2.4 氧化自由基相关指标检测 如表3所示，与Control组相比，Model组MDA和MPO表达水平升高，而GSH-Px和SOD表达水平明显降低，而与Model组相比，猪苓多糖组MDA和MPO表达水平有所降低，而GSH-Px和SOD表达水平升高，差异具有统计学意义(P<0.05)。

表3 各组氧化自由基相关指标检测

3 讨论

ALI是一种进展性综合征，其发病率和死亡率较高[7]。 ALI的生理特征是肺泡-毛细血管膜屏障的破坏，导致跨上皮炎性细胞的迁移和促炎性细胞因子的释放显着增加[8]。肺内皮细胞和肺泡上皮细胞均会发生损伤，导致肺功能丧失[9]。其特征在于促炎性介质的过度产生，炎性细胞的浸润以及肺泡上皮细胞的凋亡，因此抑制失控的炎症反应可能是治疗ALI的关键。猪苓的使用在中国已经有2000多年的历史，猪苓多糖是猪苓的主要成分，研究[10]表明，猪苓多糖可以通过调控有丝分裂原激活的蛋白激酶(MAPK)减轻LPS刺激的J774细胞的炎症反应，在巨噬细胞免疫调控的研究中发现，猪苓多糖可以抑制M2巨噬细胞的黏附和伪足生成，能够激活TLR2/TLR4-NF-κB信号通路，显著增强免疫调节能力[11]，说明了猪苓多糖能够参与疾病炎症反应的调控作用。
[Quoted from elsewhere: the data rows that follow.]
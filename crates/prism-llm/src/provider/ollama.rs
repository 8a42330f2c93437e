//! Ollama local inference server provider implementation

use async_trait::async_trait;
use prism_config::{Config, ProviderId, ProviderSettings};
use reqwest::Client;

use super::{LlmProvider, ProviderCapabilities, setting};
use crate::convert::ollama::{from_ollama_response, to_ollama_request};
use crate::error::{LlmError, Operation};
use crate::protocol::ollama::{OllamaChatResponse, OllamaEmbeddingsRequest, OllamaEmbeddingsResponse, OllamaTagList};
use crate::types::{
    ContentEmbedding, CountTokensRequest, CountTokensResponse, EmbedContentRequest, EmbedContentResponse,
    GenerateContentRequest, GenerateContentResponse,
};

/// Default Ollama host
pub(crate) const DEFAULT_HOST: &str = "http://localhost:11434";

/// Fallback model when settings omit one
pub(crate) const DEFAULT_MODEL: &str = "llama3";

/// Ollama local inference server provider
///
/// The server has no token-accounting API; that operation fails with
/// [`LlmError::Unsupported`].
pub struct OllamaProvider {
    client: Client,
    host: String,
    model: String,
}

impl OllamaProvider {
    /// Create from the active configuration
    pub fn new(config: &Config) -> Self {
        Self::from_settings(config.provider_config(ProviderId::Ollama))
    }

    /// Create from raw provider settings
    pub(crate) fn from_settings(settings: Option<&ProviderSettings>) -> Self {
        Self {
            client: Client::new(),
            host: setting(settings, "base_url").unwrap_or(DEFAULT_HOST).to_owned(),
            model: setting(settings, "model").unwrap_or(DEFAULT_MODEL).to_owned(),
        }
    }

    /// The configured host this provider talks to
    pub fn host(&self) -> &str {
        &self.host
    }

    fn endpoint(&self, path: &str) -> String {
        format!("{}/{path}", self.host.trim_end_matches('/'))
    }

    /// List the models available on the local server
    ///
    /// Used by the configuration UI to offer a model picker.
    pub async fn list_models(&self) -> Result<Vec<String>, LlmError> {
        let response = self
            .client
            .get(self.endpoint("api/tags"))
            .send()
            .await
            .map_err(|e| LlmError::Upstream(e.to_string()))?;

        if !response.status().is_success() {
            let status = response.status();
            let body = response.text().await.unwrap_or_default();
            return Err(LlmError::Upstream(format!("provider returned {status}: {body}")));
        }

        let tags: OllamaTagList = response
            .json()
            .await
            .map_err(|e| LlmError::Upstream(format!("failed to parse response: {e}")))?;

        Ok(tags.models.into_iter().map(|m| m.name).collect())
    }
}

#[async_trait]
impl LlmProvider for OllamaProvider {
    fn name(&self) -> &'static str {
        ProviderId::Ollama.as_str()
    }

    fn capabilities(&self) -> ProviderCapabilities {
        ProviderCapabilities {
            token_counting: false,
            embedding: true,
        }
    }

    async fn generate_content(
        &self,
        request: &GenerateContentRequest,
    ) -> Result<GenerateContentResponse, LlmError> {
        let model = request.model().unwrap_or(&self.model);
        let wire_request = to_ollama_request(request, model);

        let response = self
            .client
            .post(self.endpoint("api/chat"))
            .json(&wire_request)
            .send()
            .await
            .map_err(|e| {
                tracing::error!(provider = %self.name(), error = %e, "upstream request failed");
                LlmError::Upstream(e.to_string())
            })?;

        if !response.status().is_success() {
            let status = response.status();
            let body = response.text().await.unwrap_or_default();
            tracing::warn!(provider = %self.name(), status = %status, "upstream returned error");
            return Err(LlmError::Upstream(format!("provider returned {status}: {body}")));
        }

        let wire_response: OllamaChatResponse = response
            .json()
            .await
            .map_err(|e| LlmError::Upstream(format!("failed to parse response: {e}")))?;

        Ok(from_ollama_response(wire_response))
    }

    async fn count_tokens(&self, _request: &CountTokensRequest) -> Result<CountTokensResponse, LlmError> {
        Err(LlmError::Unsupported {
            provider: ProviderId::Ollama,
            operation: Operation::CountTokens,
        })
    }

    async fn embed_content(&self, request: &EmbedContentRequest) -> Result<EmbedContentResponse, LlmError> {
        let wire_request = OllamaEmbeddingsRequest {
            model: self.model.clone(),
            prompt: request.content.as_text(),
        };

        let response = self
            .client
            .post(self.endpoint("api/embeddings"))
            .json(&wire_request)
            .send()
            .await
            .map_err(|e| {
                tracing::error!(provider = %self.name(), error = %e, "embeddings request failed");
                LlmError::Upstream(e.to_string())
            })?;

        if !response.status().is_success() {
            let status = response.status();
            let body = response.text().await.unwrap_or_default();
            return Err(LlmError::Upstream(format!("provider returned {status}: {body}")));
        }

        let wire_response: OllamaEmbeddingsResponse = response
            .json()
            .await
            .map_err(|e| LlmError::Upstream(format!("failed to parse response: {e}")))?;

        Ok(EmbedContentResponse {
            embedding: ContentEmbedding {
                values: wire_response.embedding,
            },
        })
    }
}
use std::fmt;

use serde::{Deserialize, Serialize};

/// The set of supported provider backends
///
/// Closed per build: selection happens over this enum, not over
/// dynamically discovered plugins.
#[derive(Debug, Clone, Copy, PartialEq, Eq, Hash, Serialize, Deserialize)]
#[serde(rename_all = "lowercase")]
pub enum ProviderId {
    /// First-party multimodal API (the default)
    Gemini,
    /// `OpenAI`-compatible chat completion API
    OpenAi,
    /// Anthropic Messages API
    Anthropic,
    /// Locally hosted Ollama inference server
    Ollama,
}

impl ProviderId {
    /// Parse a settings-file identifier, `None` for unrecognized values
    pub fn from_identifier(s: &str) -> Option<Self> {
        match s {
            "gemini" => Some(Self::Gemini),
            "openai" => Some(Self::OpenAi),
            "anthropic" => Some(Self::Anthropic),
            "ollama" => Some(Self::Ollama),
            _ => None,
        }
    }

    /// The identifier used in settings files and log output
    pub const fn as_str(self) -> &'static str {
        match self {
            Self::Gemini => "gemini",
            Self::OpenAi => "openai",
            Self::Anthropic => "anthropic",
            Self::Ollama => "ollama",
        }
    }
}

impl fmt::Display for ProviderId {
    fn fmt(&self, f: &mut fmt::Formatter<'_>) -> fmt::Result {
        f.write_str(self.as_str())
    }
}

#[cfg(test)]
mod tests {
    use super::*;

    #[test]
    fn identifiers_round_trip() {
        for id in [
            ProviderId::Gemini,
            ProviderId::OpenAi,
            ProviderId::Anthropic,
            ProviderId::Ollama,
        ] {
            assert_eq!(ProviderId::from_identifier(id.as_str()), Some(id));
        }
    }

    #[test]
    fn unknown_identifier_is_none() {
        assert_eq!(ProviderId::from_identifier("bedrock"), None);
        assert_eq!(ProviderId::from_identifier(""), None);
    }
}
LPS是革兰氏阴性细菌外膜的主要成分，已被广泛用于通过气管内插管法诱导ALI的动物模型。与Toll样受体4(TLR4)结合后，LPS诱导下游信号传导通路的激活，这些信号通路负责向肺内注入炎症性细胞(即嗜中性白细胞)并产生炎症原性细胞因子[12]。LPS与TLR4的结合还诱导IκB-α磷酸化和降解，促进核易位和NF-κB活化，并随后导致过度释放促炎性细胞因子，例如，肿瘤坏死因子-α (TNF-α)，白介素(IL)-1β，IL-6][13]。此外，LPS可以激活MAPK家族成员JNK，活化的JNK可以磷酸化许多线粒体蛋白，包括Bcl-2和Bcl-xl[14]。

研究通过LPS构建急性肺损伤模型大鼠进行实验操作，用猪苓多糖处理急性肺损伤模型大鼠，检测结果发现Model组肺组织损伤严重，而猪苓多糖治疗能够有一定程度缓解肺损伤；与Control组相比，Model组肺组织湿干重比，TGF-α、IL-18、IL-6和IL-1β表达，以及MDA和MPO表达水平升高，而GSH-Px和SOD表达水平明显降低；与Model组相比，猪苓多糖组肺组织湿干重比，TGF-α、IL-18、IL-6和IL-1β表达水平，以及MDA和MPO表达水平有所降低，而GSH-Px和SOD表达水平升高。说明了猪苓多糖可以缓解LPS诱导的急性肺损伤模型大鼠炎症反应，对于急性肺损伤的治疗研究有一定的指导意义。